19h35 – “Olha nós outra vez no ar/ O show tem que continuar”.

19h43 – Casal no 5 quase colide com a mesa de frutas.

19h47 – Pheliphe faz esforço para abrir mais um chiclete enquanto dança. Com a mão esquerda, Danielle tenta ajudar.

20h32 – Casal no 11 desiste. “Sei que estou quase morrendo”, afirma Vitor Albani, de 15 anos.

20h35 – Casal no 13 é tirado da pista por estar fora do ritmo. Marinês Capanema, de 46 anos, reclama e diz que não está cansada: “Eu me canso de lavar roupa, de limpar a casa. De dançar eu não canso”.

20h42 – Claudinho esnoba os outros competidores: “Mais dez horinhas? Tranqüilo, tranqüilo”.

20h55 – Mariana olha feio para a música animada que a DJ colocou.

21h02 – Casal no 8 desiste.

21h04 – Começa o show de uma banda de pagode, ao vivo. A casa enche.

21h15 – “Estrela, ilumina meu céu/ Me tira desse fel/ Adoça o meu vi-veer”.

21h22 – O vocalista articula as palavras felicidade, liberdade e sofrer na mesma estrofe.

21h32 – Adolescentes se enfileiram em frente à pista e gritam os refrões das músicas, sobretudo os finais: a-mô-or, fe-e-li-i-z.

21h37 – O mau humor atinge índices jamais auferidos.

21h42 – Avós, tios e primos acenam para o casal no 1.

21h47 – Começa a carnificina: casais no 4 (Mariana e Gerson) e no 1 (Claudia e Rafael) são tirados da pista.
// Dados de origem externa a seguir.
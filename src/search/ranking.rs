//! Relevance ranking
//!
//! Orders a merged, expanded result list by tiered match strength: a title
//! hit beats a subtitle hit beats a searchable-text hit, and category
//! priority breaks the remaining ties. The sort is stable, so equal-ranked
//! results keep their merge order.

use std::cmp::Reverse;

use super::result::SearchResult;

/// Where the query matched within a result
#[derive(Debug, Clone, Copy, PartialEq, Eq)]
pub struct MatchTiers {
    pub title: bool,
    pub subtitle: bool,
    pub searchable_text: bool,
}

/// Compute the match tiers for one result. Expects a normalized query.
pub fn match_tiers(result: &SearchResult, query: &str) -> MatchTiers {
    MatchTiers {
        title: result.title.to_lowercase().contains(query),
        subtitle: result.subtitle.to_lowercase().contains(query),
        searchable_text: result.searchable_text.contains(query),
    }
}

/// Sort results in place by descending relevance
pub fn rank(results: &mut [SearchResult], query: &str) {
    results.sort_by_key(|result| {
        let tiers = match_tiers(result, query);
        (
            Reverse(tiers.title as u8),
            Reverse(tiers.subtitle as u8),
            Reverse(tiers.searchable_text as u8),
            result.category.priority(),
        )
    });
}

#[cfg(test)]
mod tests {
    use super::*;
    use crate::search::result::Category;

    fn result(category: Category, title: &str, subtitle: &str) -> SearchResult {
        SearchResult::new(category, title.to_lowercase(), title, subtitle)
    }

    #[test]
    fn test_title_match_outranks_subtitle_match() {
        let mut results = vec![
            result(Category::Reports, "Weekly report", "Dallas lanes"),
            result(Category::Reports, "Dallas summary", "Weekly"),
        ];
        rank(&mut results, "dallas");
        assert_eq!(results[0].title, "Dallas summary");
    }

    #[test]
    fn test_subtitle_match_outranks_searchable_only_match() {
        let mut with_extra = result(Category::Users, "James Okafor", "Dispatcher");
        let mut extra = serde_json::Map::new();
        extra.insert("city".to_string(), serde_json::json!("Dallas"));
        with_extra = with_extra.with_extra(extra);

        let subtitle_hit = result(Category::Users, "Sarah Mitchell", "Customer · Dallas, TX");

        let mut results = vec![with_extra, subtitle_hit];
        rank(&mut results, "dallas");
        assert_eq!(results[0].title, "Sarah Mitchell");
    }

    #[test]
    fn test_category_priority_breaks_full_ties() {
        let mut results = vec![
            result(Category::Fleet, "Dallas unit", "Yard"),
            result(Category::Shipments, "Dallas load", "Yard"),
        ];
        rank(&mut results, "dallas");
        assert_eq!(results[0].category, Category::Shipments);
    }

    #[test]
    fn test_stable_for_equal_keys() {
        let mut results = vec![
            result(Category::Users, "Dallas first", "x"),
            result(Category::Users, "Dallas second", "x"),
        ];
        rank(&mut results, "dallas");
        assert_eq!(results[0].title, "Dallas first");
        assert_eq!(results[1].title, "Dallas second");
    }

    #[test]
    fn test_no_match_sorts_last() {
        let mut results = vec![
            result(Category::Shipments, "Shipment LD0900", "Austin, TX → Miami, FL"),
            result(Category::Reports, "Dallas revenue", "Weekly"),
        ];
        rank(&mut results, "dallas");
        assert_eq!(results[0].title, "Dallas revenue");
    }
}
Na seqüência, no 2 (Osíris e Juliana) e no 12 (Pheliphe Britto e Danielle) também recebem o bilhete-azul dos jurados: “Você está muito cansado, sai daí”. A revolta é geral. Danielle afirma que o organizador encostou em seu ombro e disse apenas: “Tocou o seu celular”.

21h52 – Justificativa de Clovis Jurado: “Eles não estavam na pegada, estavam só enrolando”.

22h01 – Pheliphe Britto, já fora da pista, continua a dançar. Uma das eliminadas chora.

22h10 – Casal no 5 recebe o aviso: “Chegou a hora de vocês”, e entende que era hora de ir ao banheiro. Eles fazem uma pausa e ficam esperando o momento de retornar, mas descobrem que haviam sido eliminados.

22h36 – Um dos organizadores confessa: “O pessoal ainda está bravo comigo”.

22h56 – “Blablablablá/ Eu nasci pra te amar”.

23h05 – Uma repórter é convidada para ser jurada da competição. Ela argumenta que entende tanto de dança quanto de jardinagem.

23h12 – Jurados saem com as fichas de avaliação.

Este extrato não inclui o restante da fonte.